We're Done. Who's Next?

Last week the Obama administration announced the official end of the US manned space program. The "Constellation" project, which had just barely gotten off the ground with a fairly pointless four-fifths-stage rocket test last month, is now dead. When the last shuttle flight comes back down, sometime late this year, the United States is officially ending its career as a space-faring nation. Americans may still travel to the space station, but they'll do so as paying passengers aboard Russian Soyuz craft. More ambitious stuff, like returning to the moon or going on to Mars... forget it. We're done.

So, since the US has abandoned space, who might pick it up? Who's going to press on to the next lunar landing, the trip to Mars, the journeys to find out if anything lives in the vast ocean under the ice of Saturn's moon Enceladus? If it ain't us, then who?

Will the Private Sector pick up the slack? That's the administration's claim, but it strikes me that somebody's been overdosing on the Hopium(tm). Going into space, particularly going further than low earth orbit, is a long-term, costly, risky, and technically complex project that actually involves building stuff. Back in the days when Visionaries ran the big publicly-held companies, something of that magnitude might have been possible. But these days, most of the decision-making power in a publicly-held company resides with the Wall Street Herd, who are looking only for whatever creates a short-term spike in share prices (most typically the announcement of layoffs).
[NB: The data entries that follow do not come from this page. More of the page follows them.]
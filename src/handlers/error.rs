use axum::{
    http::StatusCode,
    response::{IntoResponse, Response},
    Json,
};
use serde::Serialize;
use tracing::error;

use crate::auth::PasswordError;
use crate::storage::StorageError;
use crate::validation::ValidationError;

/// Error body returned by every endpoint
#[derive(Debug, Serialize)]
pub struct ErrorResponse {
    pub error: String,
    pub code: String,
    /// Offending request field, for validation failures
    #[serde(skip_serializing_if = "Option::is_none")]
    pub field: Option<String>,
}

/// Handler error mapped to a status code and an `ErrorResponse`
#[derive(Debug)]
pub enum ApiError {
    /// 422 - request field failed validation
    Validation(ValidationError),
    /// 400 - request conflicts with stored data
    BadRequest { message: String, code: &'static str },
    /// 401 - missing or wrong credentials
    Unauthorized(String),
    /// 403 - authenticated but not the owner
    Forbidden(String),
    /// 404 - referenced resource does not exist
    NotFound { message: String, code: &'static str },
    /// 429 - too many failed authentication attempts
    TooManyRequests,
    /// 500 - details are logged, never returned
    Internal(String),
}

impl ApiError {
    pub fn not_found(message: &str, code: &'static str) -> Self {
        ApiError::NotFound {
            message: message.to_string(),
            code,
        }
    }

    pub fn forbidden_for_company() -> Self {
        ApiError::Forbidden("operation not permitted for this company".to_string())
    }
}

impl IntoResponse for ApiError {
    fn into_response(self) -> Response {
        let (status, message, code, field) = match self {
            ApiError::Validation(err) => (
                StatusCode::UNPROCESSABLE_ENTITY,
                err.message,
                "VALIDATION_ERROR",
                Some(err.field.to_string()),
            ),
            ApiError::BadRequest { message, code } => (StatusCode::BAD_REQUEST, message, code, None),
            ApiError::Unauthorized(message) => {
                (StatusCode::UNAUTHORIZED, message, "UNAUTHORIZED", None)
            }
            ApiError::Forbidden(message) => (StatusCode::FORBIDDEN, message, "FORBIDDEN", None),
            ApiError::NotFound { message, code } => (StatusCode::NOT_FOUND, message, code, None),
            ApiError::TooManyRequests => (
                StatusCode::TOO_MANY_REQUESTS,
                "Too many failed authentication attempts. Please try again later.".to_string(),
                "RATE_LIMITED",
                None,
            ),
            ApiError::Internal(details) => {
                error!("Internal error: {}", details);
                (
                    StatusCode::INTERNAL_SERVER_ERROR,
                    "Internal error".to_string(),
                    "INTERNAL_ERROR",
                    None,
                )
            }
        };

        let body = ErrorResponse {
            error: message,
            code: code.to_string(),
            field,
        };
        (status, Json(body)).into_response()
    }
}

impl From<ValidationError> for ApiError {
    fn from(err: ValidationError) -> Self {
        ApiError::Validation(err)
    }
}

impl From<PasswordError> for ApiError {
    fn from(err: PasswordError) -> Self {
        ApiError::Internal(err.to_string())
    }
}

impl From<StorageError> for ApiError {
    fn from(err: StorageError) -> Self {
        match err {
            StorageError::UserNotFound(_) | StorageError::UserEmailNotFound(_) => {
                ApiError::not_found("user not found", "USER_NOT_FOUND")
            }
            StorageError::SkillNotFound(_) => ApiError::not_found("skill not found", "SKILL_NOT_FOUND"),
            StorageError::JobNotFound(_) => ApiError::not_found("job not found", "JOB_NOT_FOUND"),
            StorageError::DuplicateEmail(_) => ApiError::BadRequest {
                message: "email already registered".to_string(),
                code: "EMAIL_TAKEN",
            },
            StorageError::DuplicateSkill(_) => ApiError::BadRequest {
                message: "skill already exists".to_string(),
                code: "SKILL_EXISTS",
            },
            err @ StorageError::MissingSkills(_) => ApiError::BadRequest {
                message: err.to_string(),
                code: "SKILLS_NOT_FOUND",
            },
            StorageError::Database(e) => ApiError::Internal(format!("Database error: {}", e)),
        }
    }
}
use sqlx::sqlite::{SqliteConnectOptions, SqlitePool, SqlitePoolOptions};
use std::str::FromStr;
use tracing::debug;

use super::jobs::SqliteJobStore;
use super::skills::SqliteSkillStore;
use super::traits::StorageResult;
use super::users::SqliteUserStore;

/// Open a SQLite pool, creating the database file if needed.
///
/// In-memory databases live as long as their connection, so they get a single
/// connection that is never recycled.
pub async fn connect(database_url: &str, max_connections: u32) -> StorageResult<SqlitePool> {
    let options = SqliteConnectOptions::from_str(database_url)?
        .create_if_missing(true)
        .foreign_keys(true);

    let in_memory = database_url.contains(":memory:") || database_url.contains("mode=memory");
    let pool_options = if in_memory {
        SqlitePoolOptions::new()
            .max_connections(1)
            .idle_timeout(None)
            .max_lifetime(None)
    } else {
        SqlitePoolOptions::new().max_connections(max_connections)
    };

    debug!(in_memory, "Opening SQLite pool for {}", database_url);
    Ok(pool_options.connect_with(options).await?)
}

/// Create every table, parents before children
pub async fn initialize_schema(pool: &SqlitePool) -> StorageResult<()> {
    SqliteSkillStore::new(pool.clone()).initialize().await?;
    SqliteUserStore::new(pool.clone()).initialize().await?;
    SqliteJobStore::new(pool.clone()).initialize().await?;
    Ok(())
}

#[cfg(test)]
pub(crate) async fn test_pool() -> SqlitePool {
    let pool = connect("sqlite::memory:", 1).await.unwrap();
    initialize_schema(&pool).await.unwrap();
    pool
}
And privately-held companies, while they're more immune to the Herd's influence, just aren't big enough to tackle much beyond low orbit. Elon Musk's SpaceX is doing some cool stuff, but his fortune is what, four or five billion. Nowhere near enough for a moon mission.

So what about the Russians? While they've been by far the most steady space-faring nation, having had the ability to put people in orbit continuously since about 1966, they've said they have no interest in the moon.

Which leaves the Chinese, who've also put a couple people into orbit. But China's historically not been an outward-looking country. There's the tale of the Chinese emperor who built a big fleet and sent it off to explore. When the admiral returned and reported there was nothing out there as magnificent as China, the emperor ordered the fleet sunk. Unless the moon turns out to be inhabited by aliens who'll produce export goods for even less than the Chinese workers do, it's unlikely that China will spend the money to land there.

So, in answer to the question "who will be the next to send people to the moon?" the most likely answer seems to be "nobody." Perhaps the moon race of the 1960s was just a Cold War aberration, something never to be repeated. Could be that a million years from now, when our species is long gone, replaced by either something we constructed as an obedient servant (oops) or perhaps by a More Perfect Cockroach, aliens will land on the moon. There, they'll find the names of four human beings, all that remains to mark our time on this planet.

One of those names, of course, will belong to Tricky Dick Nixon.